Containerizing the GUI separates your work and play.
Virtualization has always been a rich man’s game, and more frugal enthusiasts—unable to afford fancy server-class components—often struggle to keep up. Linux provides free high-quality hypervisors, but when you start to throw real workloads at the host, its resources become saturated quickly. No amount of spare RAM shoved into an old Dell desktop is going to remedy this situation. If a properly decked-out host is out of your reach, you might want to consider containers instead.
Instead of virtualizing an entire computer, containers allow parts of the Linux kernel to be portioned into several pieces. This occurs without the overhead of emulating hardware or running several identical kernels. A full GUI environment, such as GNOME Shell can be launched inside a container, with a little gumption.
You can accomplish this through namespaces, a feature built in to the Linux kernel. An in-depth look at this feature is beyond the scope of this article, but a brief example sheds light on how these features can create containers. Each kind of namespace segments a different part of the kernel. The PID namespace, for example, prevents processes inside the namespace from seeing other processes running in the kernel. As a result, those processes believe that they are the only ones running on the computer.
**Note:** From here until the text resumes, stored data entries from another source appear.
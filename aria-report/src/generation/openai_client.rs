//! OpenAI-compatible chat completion client
//!
//! Works against any service exposing `POST {base}/v1/chat/completions`
//! with bearer authentication (OpenAI, DeepSeek and self-hosted gateways).

use async_trait::async_trait;
use reqwest::header::{HeaderMap, HeaderName, HeaderValue};
use serde_json::{json, Value};
use std::time::Duration;
use tracing::debug;

use super::{Generation, GenerationError, GenerationPrompt, TextGenerator};
use aria_common::config::GeneratorSettings;

const DEFAULT_BASE_URL: &str = "https://api.openai.com";
const COMPLETIONS_PATH: &str = "/v1/chat/completions";
const USER_AGENT: &str = concat!("aria-report/", env!("CARGO_PKG_VERSION"));

/// Chat completion client for one configured service
pub struct OpenAiCompatibleClient {
    http_client: reqwest::Client,
    identifier: String,
    model: String,
    provider: String,
    endpoint: String,
    api_key: String,
    timeout: Duration,
}

impl std::fmt::Debug for OpenAiCompatibleClient {
    fn fmt(&self, f: &mut std::fmt::Formatter<'_>) -> std::fmt::Result {
        f.debug_struct("OpenAiCompatibleClient")
            .field("identifier", &self.identifier)
            .field("model", &self.model)
            .field("endpoint", &self.endpoint)
            .finish_non_exhaustive()
    }
}

/// `{base}/v1/chat/completions` with trailing slashes on `base` removed
pub fn completions_endpoint(base_url: Option<&str>) -> String {
    let base = base_url
        .map(str::trim)
        .filter(|b| !b.is_empty())
        .unwrap_or(DEFAULT_BASE_URL);
    format!("{}{}", base.trim_end_matches('/'), COMPLETIONS_PATH)
}

fn build_headers(settings: &GeneratorSettings) -> Result<HeaderMap, GenerationError> {
    let mut headers = HeaderMap::new();
    for (name, value) in &settings.extra_headers {
        let name = HeaderName::from_bytes(name.as_bytes()).map_err(|e| {
            GenerationError::Config(format!("Invalid header name '{}': {}", name, e))
        })?;
        let value = HeaderValue::from_str(value).map_err(|e| {
            GenerationError::Config(format!("Invalid value for header '{}': {}", name, e))
        })?;
        headers.insert(name, value);
    }
    Ok(headers)
}

/// Extract `choices[0].message.content` from a completion response body
///
/// Returns the trimmed content and the parsed JSON document.
pub fn parse_completion(body: &str) -> Result<(String, Value), GenerationError> {
    let raw: Value = serde_json::from_str(body)
        .map_err(|e| GenerationError::Payload(format!("Response is not JSON: {}", e)))?;

    let content = raw
        .pointer("/choices/0/message/content")
        .and_then(Value::as_str)
        .ok_or_else(|| {
            GenerationError::Payload("Response has no choices[0].message.content".to_string())
        })?
        .trim()
        .to_string();

    Ok((content, raw))
}

impl OpenAiCompatibleClient {
    /// Validate settings, resolve the credential and build the HTTP client
    pub fn new(settings: &GeneratorSettings) -> Result<Self, GenerationError> {
        settings.validate_provider()?;
        let api_key = settings.resolve_api_key()?;
        let timeout = settings.timeout()?;

        let http_client = reqwest::Client::builder()
            .user_agent(USER_AGENT)
            .timeout(timeout)
            .default_headers(build_headers(settings)?)
            .build()
            .map_err(|e| GenerationError::Config(format!("HTTP client setup failed: {}", e)))?;

        Ok(Self {
            http_client,
            identifier: settings.identifier.clone(),
            model: settings.model.clone(),
            provider: settings.provider.clone(),
            endpoint: completions_endpoint(settings.base_url.as_deref()),
            api_key,
            timeout,
        })
    }

    fn request_body(&self, prompt: &GenerationPrompt) -> Value {
        json!({
            "model": self.model,
            "messages": [
                {"role": "system", "content": prompt.system_text},
                {"role": "user", "content": prompt.user_text},
            ],
            "temperature": prompt.temperature,
            "max_tokens": prompt.max_output_tokens,
            "top_p": prompt.top_p,
        })
    }
}

#[async_trait]
impl TextGenerator for OpenAiCompatibleClient {
    fn identifier(&self) -> &str {
        &self.identifier
    }

    async fn generate(&self, prompt: &GenerationPrompt) -> Result<Generation, GenerationError> {
        debug!(
            client = %self.identifier,
            model = %self.model,
            endpoint = %self.endpoint,
            "Requesting chat completion"
        );

        let response = self
            .http_client
            .post(&self.endpoint)
            .bearer_auth(&self.api_key)
            .json(&self.request_body(prompt))
            .send()
            .await
            .map_err(|e| {
                if e.is_timeout() {
                    GenerationError::Timeout(format!("{} after {:?}", e, self.timeout))
                } else {
                    GenerationError::Network(e.to_string())
                }
            })?;

        let status = response.status();
        let body = response.text().await.map_err(|e| {
            if e.is_timeout() {
                GenerationError::Timeout(e.to_string())
            } else {
                GenerationError::Network(e.to_string())
            }
        })?;

        if !status.is_success() {
            return Err(GenerationError::Status {
                status: status.as_u16(),
                body,
            });
        }

        let (text, raw) = parse_completion(&body)?;
        debug!(
            client = %self.identifier,
            chars = text.chars().count(),
            "Chat completion received"
        );

        Ok(Generation {
            text,
            model: self.model.clone(),
            provider: self.provider.clone(),
            raw,
        })
    }
}

#[cfg(test)]
mod tests {
    use super::*;

    fn settings_with_key() -> GeneratorSettings {
        GeneratorSettings {
            api_key: Some("test-key".to_string()),
            ..GeneratorSettings::new("primary", "gpt-test")
        }
    }

    #[test]
    fn test_endpoint_joining() {
        assert_eq!(
            completions_endpoint(None),
            "https://api.openai.com/v1/chat/completions"
        );
        assert_eq!(
            completions_endpoint(Some("https://api.deepseek.com/")),
            "https://api.deepseek.com/v1/chat/completions"
        );
        assert_eq!(
            completions_endpoint(Some("  ")),
            "https://api.openai.com/v1/chat/completions"
        );
    }

    #[test]
    fn test_parse_completion_trims_content() {
        let body = r#"{"choices":[{"message":{"role":"assistant","content":"  Hello there \n"}}]}"#;
        let (text, raw) = parse_completion(body).unwrap();
        assert_eq!(text, "Hello there");
        assert!(raw.get("choices").is_some());
    }

    #[test]
    fn test_parse_completion_empty_content_is_ok() {
        let body = r#"{"choices":[{"message":{"content":""}}]}"#;
        let (text, _) = parse_completion(body).unwrap();
        assert!(text.is_empty());
    }

    #[test]
    fn test_parse_completion_rejects_bad_payloads() {
        assert!(matches!(parse_completion("not json"), Err(GenerationError::Payload(_))));
        assert!(matches!(
            parse_completion(r#"{"choices":[]}"#),
            Err(GenerationError::Payload(_))
        ));
        assert!(matches!(
            parse_completion(r#"{"choices":[{"message":{"content":42}}]}"#),
            Err(GenerationError::Payload(_))
        ));
    }

    #[test]
    fn test_missing_key_is_config_error() {
        let settings = GeneratorSettings {
            api_key_env: "ARIA_TEST_KEY_THAT_IS_NEVER_SET".to_string(),
            ..GeneratorSettings::new("secondary", "model")
        };
        let err = OpenAiCompatibleClient::new(&settings).unwrap_err();
        assert!(matches!(err, GenerationError::Config(msg) if msg.contains("ARIA_TEST_KEY_THAT_IS_NEVER_SET")));
    }

    #[test]
    fn test_unsupported_provider_is_config_error() {
        let settings = GeneratorSettings {
            provider: "anthropic".to_string(),
            ..settings_with_key()
        };
        assert!(matches!(
            OpenAiCompatibleClient::new(&settings),
            Err(GenerationError::Config(_))
        ));
    }

    #[test]
    fn test_invalid_extra_header_is_config_error() {
        let mut settings = settings_with_key();
        settings
            .extra_headers
            .insert("bad header".to_string(), "x".to_string());
        assert!(matches!(
            OpenAiCompatibleClient::new(&settings),
            Err(GenerationError::Config(_))
        ));
    }

    #[test]
    fn test_infinite_timeout_is_config_error() {
        let settings = GeneratorSettings {
            timeout_secs: f64::INFINITY,
            ..settings_with_key()
        };
        assert!(matches!(
            OpenAiCompatibleClient::new(&settings),
            Err(GenerationError::Config(_))
        ));
    }

    #[test]
    fn test_request_body_shape() {
        let client = OpenAiCompatibleClient::new(&settings_with_key()).unwrap();
        let body = client.request_body(&GenerationPrompt {
            system_text: "sys".to_string(),
            user_text: "user".to_string(),
            temperature: 0.5,
            max_output_tokens: 42,
            top_p: 1.0,
        });
        assert_eq!(body["model"], "gpt-test");
        assert_eq!(body["messages"][0]["role"], "system");
        assert_eq!(body["messages"][1]["content"], "user");
        assert_eq!(body["max_tokens"], 42);
    }

    #[tokio::test]
    async fn test_unreachable_service_is_network_error() {
        let settings = GeneratorSettings {
            base_url: Some("http://127.0.0.1:1".to_string()),
            timeout_secs: 5.0,
            ..settings_with_key()
        };
        let client = OpenAiCompatibleClient::new(&settings).unwrap();
        let prompt = GenerationPrompt {
            system_text: String::new(),
            user_text: "hi".to_string(),
            temperature: 0.0,
            max_output_tokens: 1,
            top_p: 1.0,
        };
        let err = client.generate(&prompt).await.unwrap_err();
        assert!(matches!(
            err,
            GenerationError::Network(_) | GenerationError::Timeout(_)
        ));
    }
}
Each namespace does the same thing for other areas of the kernel as well. The mount namespace isolates the filesystem of the processes inside of it. The network namespace provides a unique network stack to processes running inside of them. The IPC, user, UTS and cgroup namespaces do the same for those areas of the kernel as well. When the seven namespaces are combined, the result is a container: an environment isolated enough to believe it is a freestanding Linux system.
Container frameworks will abstract the minutia of configuring namespaces away from the user, but each framework has a different emphasis. Docker is the most popular and is designed to run multiple copies of identical containers at scale. LXC/LXD is meant to create containers easily that mimic particular Linux distributions. In fact, earlier versions of LXC included a collection of scripts that created the filesystems of popular distributions. A third option is libvirt’s lxc driver. Contrary to how it may sound, libvirt-lxc does not use LXC/LXD at all. Instead, the libvirt-lxc driver manipulates kernel namespaces directly. libvirt-lxc integrates into other tools within the libvirt suite as well, so the configuration of libvirt-lxc containers resembles those of virtual machines running in other libvirt drivers instead of a native LXC/LXD container. It is easy to learn as a result, even if the branding is confusing.
I chose libvirt-lxc for this tutorial for a couple reasons. In the first place, Docker and LXC/LXD already have published guides for running GNOME Shell inside a container. I was unable to locate similar documentation for libvirt-lxc. Second, libvirt is the ideal framework for running containers alongside traditional virtual machines, as they are both managed through the same set of tools. Third, configuring a container in libvirt-lxc provides a good lesson in the trade-offs involved in containerization.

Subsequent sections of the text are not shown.